Google search is awesome at finding out full names, etc. Next time, just google "otto tropical fish" or something to pinpoint the category...


----------



## vancat (Nov 5, 2004)

woops! someone already gave you the name.


----------



## GlitcH (Aug 21, 2006)

erijnal said:


> When you pick one up, you might want to see how long the store's had the fish for. If they've been in the store for at least a week, there's a pretty good chance that, carefully acclimated, a healthy oto will make it long-term.
> 
> Buying inside the week timeframe is riskier because otos can be very sensitive and be subject to a really high mortality rate.


Words to live buy when buying otos!


----------



## yum (Feb 11, 2008)

thanks. i didn't know they had such a high mortality rate!


----------



## KrispyKreme (Jan 28, 2007)

yum said:


> thanks. i didn't know they had such a high mortality rate!


But if they make it their first week or so they'll last a long time. Great little fish.


----------



## yum (Feb 11, 2008)

Would you recommend buying them from a swapmeet or a fish auction without the benefit of observing them at the LFS for a week?


----------



## Markalot (Feb 14, 2007)

I purchased 4 Otos from the local petsmart and they all survived.

Acclimation is key in my opinion. Get them home, open the bag right away, add a small amount of Prime, then drip acclimate if you can or slowly add tank water over 3 or 4 hours. Net and add to the tank.
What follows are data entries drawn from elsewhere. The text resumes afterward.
impl SensorLink {
    /// Creates a new client for the node at `url` with default settings.
    ///
    /// The client is not yet connected.
    #[must_use]
    pub fn websocket(url: impl Into<String>) -> Self {
        Self::with_config(ClientConfig::new(url))
    }

    /// Creates a new WebSocket client with custom configuration.
    #[must_use]
    pub fn with_config(config: ClientConfig) -> Self {
        let transport = WebSocketTransport::new(config.websocket.clone());
        Self::with_transport(config, transport)
    }

    /// Creates a new client over any transport.
    #[must_use]
    pub fn with_transport<T: Transport + 'static>(config: ClientConfig, transport: T) -> Self {
        let dispatcher = EventDispatcher::new(config.event_capacity.max(1));
        let (requests, request_rx) = mpsc::channel(REQUEST_CAPACITY);
        let (snapshot_tx, snapshot) = watch::channel(Snapshot::default());
        let url = config.url.clone();

        let driver = Driver {
            commands: CommandDispatcher::new(transport, dispatcher.clone()),
            dispatcher: dispatcher.clone(),
            session: Session::new(),
            poller: Poller::new(),
            inbound: None,
            snapshot: snapshot_tx,
            config,
        };
        let driver_task = tokio::spawn(driver.run(request_rx));

        Self {
            requests,
            dispatcher,
            snapshot,
            url,
            driver_task: Some(driver_task),
        }
    }

    /// Connects to the configured device address.
    ///
    /// On success the node is put into automatic mode with the lamp off and
    /// polling starts.
    ///
    /// # Errors
    ///
    /// Returns an error if the connection or the initial commands fail, or
    /// [`Error::Rejected`] if already connected.
    pub async fn connect(&self) -> Result<()> {
        self.connect_to(self.url.clone()).await
    }

    /// Connects to a specific device address.
    pub async fn connect_to(&self, url: impl Into<String>) -> Result<()> {
        let url = url.into();
        self.request(|reply| Request::Connect { url, reply }).await
    }

    /// Disconnects from the device. Does nothing if not connected.
    pub async fn disconnect(&self) -> Result<()> {
        self.request(|reply| Request::Disconnect { reply }).await
    }

    /// Turns automatic mode on or off.
    ///
    /// Turning it on also switches the lamp off.
    pub async fn set_automatic(&self, on: bool) -> Result<()> {
        self.mode(ModeRequest::SetAutomatic(on)).await
    }

    /// Switches the lamp on or off. Only allowed with automatic mode off.
    pub async fn set_lamp(&self, on: bool) -> Result<()> {
        self.mode(ModeRequest::SetLamp(on)).await
    }

    /// Returns the current state.
    #[must_use]
    pub fn snapshot(&self) -> Snapshot {
        *self.snapshot.borrow()
    }

    /// Returns a receiver notified on every state change.
    #[must_use]
    pub fn watch_snapshot(&self) -> watch::Receiver<Snapshot> {
        self.snapshot.clone()
    }

    /// Returns true if connected.
    #[must_use]
    pub fn is_connected(&self) -> bool {
        self.snapshot.borrow().connection.is_connected()
    }

    /// Subscribes to events.
    #[must_use]
    pub fn subscribe(&self) -> Subscription {
        self.dispatcher.subscribe()
    }

    /// Waits for the next event matching `filter`.
    pub async fn wait_for(&self, filter: EventFilter, timeout: Duration) -> Option<Event> {
        self.dispatcher.wait_for(filter, timeout).await
    }

    /// Disconnects and stops the driver task.
    pub async fn shutdown(mut self) {
        let task = self.driver_task.take();
        // Closing the request channel ends the driver loop
        drop(self);
        if let Some(task) = task {
            let _ = task.await;
        }
    }

    async fn mode(&self, request: ModeRequest) -> Result<()> {
        self.request(|reply| Request::Mode { request, reply }).await
    }

    async fn request(&self, make: impl FnOnce(Reply) -> Request) -> Result<()> {
        let (reply, response) = oneshot::channel();
        self.requests
            .send(make(reply))
            .await
            .map_err(|_| Error::ChannelSend)?;
        response.await.map_err(|_| Error::ChannelClosed)?
    }
}
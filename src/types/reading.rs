//! Sensor reading types.

use crate::protocol::Query;

/// Kind of value reported by the node.
#[derive(Debug, Clone, Copy, PartialEq, Eq, Hash)]
pub enum ReadingKind {
    /// Gas leak alarm (unsolicited status message).
    GasAlarm,
    /// Temperature in °C.
    Temperature,
    /// Relative humidity in %.
    Humidity,
    /// Motion presence.
    Presence,
    /// Relay output state.
    RelayStatus,
}

impl From<Query> for ReadingKind {
    fn from(query: Query) -> Self {
        match query {
            Query::Temperature => Self::Temperature,
            Query::Humidity => Self::Humidity,
            Query::Presence => Self::Presence,
            Query::RelayStatus => Self::RelayStatus,
        }
    }
}

/// A validated value decoded from a device message.
#[derive(Debug, Clone, Copy, PartialEq, Eq)]
pub enum Reading {
    /// Gas leak detected.
    GasAlarm(bool),
    /// Temperature in °C (0-50).
    Temperature(u8),
    /// Relative humidity in % (0-100).
    Humidity(u8),
    /// Motion detected.
    Presence(bool),
    /// Relay energized.
    RelayStatus(bool),
}

impl Reading {
    /// Decodes the integer answer to `query`.
    ///
    /// Returns `None` if the value is outside the query's valid range.
    #[must_use]
    pub fn decode(query: Query, value: i32) -> Option<Self> {
        let (min, max) = query.valid_range();
        if !(min..=max).contains(&value) {
            return None;
        }
        let value = u8::try_from(value).ok()?;

        Some(match query {
            Query::Temperature => Self::Temperature(value),
            Query::Humidity => Self::Humidity(value),
            Query::Presence => Self::Presence(value == 1),
            Query::RelayStatus => Self::RelayStatus(value == 1),
        })
    }

    /// Returns the kind of this reading.
    #[must_use]
    pub const fn kind(&self) -> ReadingKind {
        match self {
            Self::GasAlarm(_) => ReadingKind::GasAlarm,
            Self::Temperature(_) => ReadingKind::Temperature,
            Self::Humidity(_) => ReadingKind::Humidity,
            Self::Presence(_) => ReadingKind::Presence,
            Self::RelayStatus(_) => ReadingKind::RelayStatus,
        }
    }
}

/// Latest accepted value of every reading.
///
/// Fields stay `None` until the node reports a valid value.
#[derive(Debug, Clone, Copy, Default, PartialEq, Eq)]
pub struct Readings {
    pub gas_alarm: Option<bool>,
    pub temperature: Option<u8>,
    pub humidity: Option<u8>,
    pub presence: Option<bool>,
    pub relay_status: Option<bool>,
}

impl Readings {
    /// Creates an empty set of readings.
    #[must_use]
    pub const fn new() -> Self {
        Self {
            gas_alarm: None,
            temperature: None,
            humidity: None,
            presence: None,
            relay_status: None,
        }
    }

    /// Stores a reading, replacing the previous value of its kind.
    pub fn apply(&mut self, reading: Reading) {
        match reading {
            Reading::GasAlarm(v) => self.gas_alarm = Some(v),
            Reading::Temperature(v) => self.temperature = Some(v),
            Reading::Humidity(v) => self.humidity = Some(v),
            Reading::Presence(v) => self.presence = Some(v),
            Reading::RelayStatus(v) => self.relay_status = Some(v),
        }
    }
}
They should survive as long as you have quality water and supplement their feeding with a quality algae wafer.

Of course a QT tank would be ideal, just in case they are diseased.


----------



## KrispyKreme (Jan 28, 2007)

yum said:


> Would you recommend buying them from a swapmeet or a fish auction without the benefit of observing them at the LFS for a week?


My first attempt at ottos where from my LFS whom I trust a lot. I like this store because their water parameters are very similar to mine. The ottos lived happily in the store for over a week so I picked some up. I acclimated them to my tank slowly but once I got them in they died in a couple days. The LFS gave me another batch with the same results. While buying supplies at Petsmart I noticed they had ottos. I picked a few up and about a year and a half later they're still busily cleaning my tank.
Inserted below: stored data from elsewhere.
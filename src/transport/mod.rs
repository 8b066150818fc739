//! Transport layer for sensor node communication.
//!
//! This module provides the abstraction over the message channel to the
//! node. Currently only WebSocket is implemented.

pub mod websocket;

use std::future::Future;
use std::pin::Pin;

use tokio::sync::mpsc;

use crate::error::Result;

/// Messages produced by a transport's receive loop.
#[derive(Debug, Clone, PartialEq, Eq)]
pub enum Inbound {
    /// One decoded text message.
    Message(String),
    /// The connection ended. Sent once, as the last item.
    Closed { reason: String },
}

/// Trait for transport implementations.
///
/// A transport owns its receive loop: after a successful `connect` it
/// forwards every incoming message to `inbound` until the connection ends.
pub trait Transport: Send + Sync {
    /// Connects to the device at `url`.
    fn connect(
        &mut self,
        url: String,
        inbound: mpsc::Sender<Inbound>,
    ) -> Pin<Box<dyn Future<Output = Result<()>> + Send + '_>>;

    /// Disconnects from the device and stops the receive loop.
    fn disconnect(&mut self) -> Pin<Box<dyn Future<Output = Result<()>> + Send + '_>>;

    /// Sends one text message to the device.
    fn send(&mut self, text: String) -> Pin<Box<dyn Future<Output = Result<()>> + Send + '_>>;
}

pub use websocket::WebSocketTransport;
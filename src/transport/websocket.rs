//! WebSocket transport implementation.
//!
//! The node runs a plain WebSocket server and exchanges one text message per
//! command or reply.

use std::future::Future;
use std::pin::Pin;
use std::time::Duration;

use futures::stream::{SplitSink, SplitStream};
use futures::{SinkExt, StreamExt};
use tokio::net::TcpStream;
use tokio::sync::mpsc;
use tokio::task::JoinHandle;
use tokio_tungstenite::tungstenite::Message;
use tokio_tungstenite::{MaybeTlsStream, WebSocketStream, connect_async};

use crate::error::{Error, Result};
use crate::transport::{Inbound, Transport};

/// Default timeout for the TCP connect and WebSocket handshake.
pub const DEFAULT_CONNECT_TIMEOUT: Duration = Duration::from_secs(5);

/// Time allowed for the close handshake on disconnect.
const CLOSE_TIMEOUT: Duration = Duration::from_millis(500);

type WsStream = WebSocketStream<MaybeTlsStream<TcpStream>>;

/// Configuration for WebSocket transport.
#[derive(Debug, Clone)]
pub struct WebSocketConfig {
    /// Timeout for establishing the connection.
    pub connect_timeout: Duration,
}

impl Default for WebSocketConfig {
    fn default() -> Self {
        Self::new()
    }
}

impl WebSocketConfig {
    /// Creates a new WebSocket configuration with default settings.
    #[must_use]
    pub const fn new() -> Self {
        Self {
            connect_timeout: DEFAULT_CONNECT_TIMEOUT,
        }
    }

    /// Sets the connect timeout.
    #[must_use]
    pub const fn connect_timeout(mut self, timeout: Duration) -> Self {
        self.connect_timeout = timeout;
        self
    }
}

/// WebSocket transport for sensor node communication.
///
/// The socket is split: the write half stays here, the read half moves into
/// a background task that feeds the inbound channel.
pub struct WebSocketTransport {
    config: WebSocketConfig,
    writer: Option<SplitSink<WsStream, Message>>,
    read_task: Option<JoinHandle<()>>,
}

impl Default for WebSocketTransport {
    fn default() -> Self {
        Self::new(WebSocketConfig::new())
    }
}

impl WebSocketTransport {
    /// Creates a new WebSocket transport with the given configuration.
    #[must_use]
    pub const fn new(config: WebSocketConfig) -> Self {
        Self {
            config,
            writer: None,
            read_task: None,
        }
    }

    /// Returns true while the socket is open.
    #[must_use]
    pub const fn is_connected(&self) -> bool {
        self.writer.is_some()
    }

    /// Runs the read loop, forwarding messages until the connection ends.
    async fn run_read_loop(mut reader: SplitStream<WsStream>, inbound: mpsc::Sender<Inbound>) {
        let reason = loop {
            let text = match reader.next().await {
                Some(Ok(Message::Text(text))) => text.as_str().to_owned(),
                Some(Ok(Message::Binary(data))) => String::from_utf8_lossy(&data).into_owned(),
                Some(Ok(Message::Close(frame))) => {
                    tracing::debug!("close frame received: {:?}", frame);
                    break "closed by peer".to_owned();
                }
                // Ping/pong are answered by tungstenite
                Some(Ok(_)) => continue,
                Some(Err(e)) => {
                    tracing::error!("websocket read error: {}", e);
                    break e.to_string();
                }
                None => {
                    tracing::debug!("websocket stream ended");
                    break "stream ended".to_owned();
                }
            };

            tracing::trace!("received {:?}", text);
            if inbound.send(Inbound::Message(text)).await.is_err() {
                tracing::debug!("inbound receiver dropped");
                return;
            }
        };

        let _ = inbound.send(Inbound::Closed { reason }).await;
    }
}

impl Transport for WebSocketTransport {
    fn connect(
        &mut self,
        url: String,
        inbound: mpsc::Sender<Inbound>,
    ) -> Pin<Box<dyn Future<Output = Result<()>> + Send + '_>> {
        Box::pin(async move {
            if self.writer.is_some() {
                tracing::debug!("replacing open connection");
                self.disconnect().await?;
            }

            tracing::info!("connecting to {}", url);

            let timeout = self.config.connect_timeout;
            let result = tokio::time::timeout(timeout, connect_async(url.as_str())).await;
            let stream = match result {
                Ok(Ok((stream, _response))) => stream,
                Ok(Err(e)) => {
                    return Err(Error::Connect {
                        url,
                        reason: e.to_string(),
                    });
                }
                Err(_) => {
                    return Err(Error::Timeout {
                        timeout_ms: u64::try_from(timeout.as_millis()).unwrap_or(u64::MAX),
                    });
                }
            };

            let (writer, reader) = stream.split();
            self.writer = Some(writer);
            self.read_task = Some(tokio::spawn(Self::run_read_loop(reader, inbound)));

            tracing::info!("connected to {}", url);
            Ok(())
        })
    }

    fn disconnect(&mut self) -> Pin<Box<dyn Future<Output = Result<()>> + Send + '_>> {
        Box::pin(async move {
            if let Some(task) = self.read_task.take() {
                task.abort();
            }
            if let Some(mut writer) = self.writer.take() {
                tracing::info!("disconnecting websocket");
                // The peer may already be gone
                if let Ok(Err(e)) = tokio::time::timeout(CLOSE_TIMEOUT, writer.close()).await {
                    tracing::debug!("close handshake failed: {}", e);
                }
            }
            Ok(())
        })
    }

    fn send(&mut self, text: String) -> Pin<Box<dyn Future<Output = Result<()>> + Send + '_>> {
        Box::pin(async move {
            let writer = self.writer.as_mut().ok_or(Error::NotConnected)?;

            tracing::trace!("sending {:?}", text);
            writer
                .send(Message::Text(text.clone().into()))
                .await
                .map_err(|e| Error::Send {
                    message: text,
                    reason: e.to_string(),
                })
        })
    }
}

impl Drop for WebSocketTransport {
    fn drop(&mut self) {
        if let Some(task) = self.read_task.take() {
            task.abort();
        }
    }
}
So I guess what I'm trying to say is I'm not sure what you should do.


----------



## SnakeIce (May 9, 2005)

Whether ottos survive is based on them not going without food for any significant length of time during transport and holding. They depend on gut bacteria to gain nutrition out of the algae they eat and if they fast to long they can lose that bacteria and then slowly starve even if they continue to eat.

I understand that they may be able to replenish their bacteria if they are housed with one or more with normal numbers of the bacteria, but it isn't a sure thing and the fish that went without for a bit are weaker.


----------



## GlitcH (Aug 21, 2006)

SnakeIce said:


> Whether ottos survive is based on them not going without food for any significant length of time during transport and holding. They depend on gut bacteria to gain nutrition out of the algae they eat and if they fast to long they can lose that bacteria and then slowly starve even if they continue to eat.
> 
> I understand that they may be able to replenish their bacteria if they are housed with one or more with normal numbers of the bacteria, but it isn't a sure thing and the fish that went without for a bit are weaker.


That is very interesting........I had never heard that explaination before. 
It fits nicely with the popular recommendation of keeping at least 3 or 4 together as it seems they are more likely to survive in larger groups.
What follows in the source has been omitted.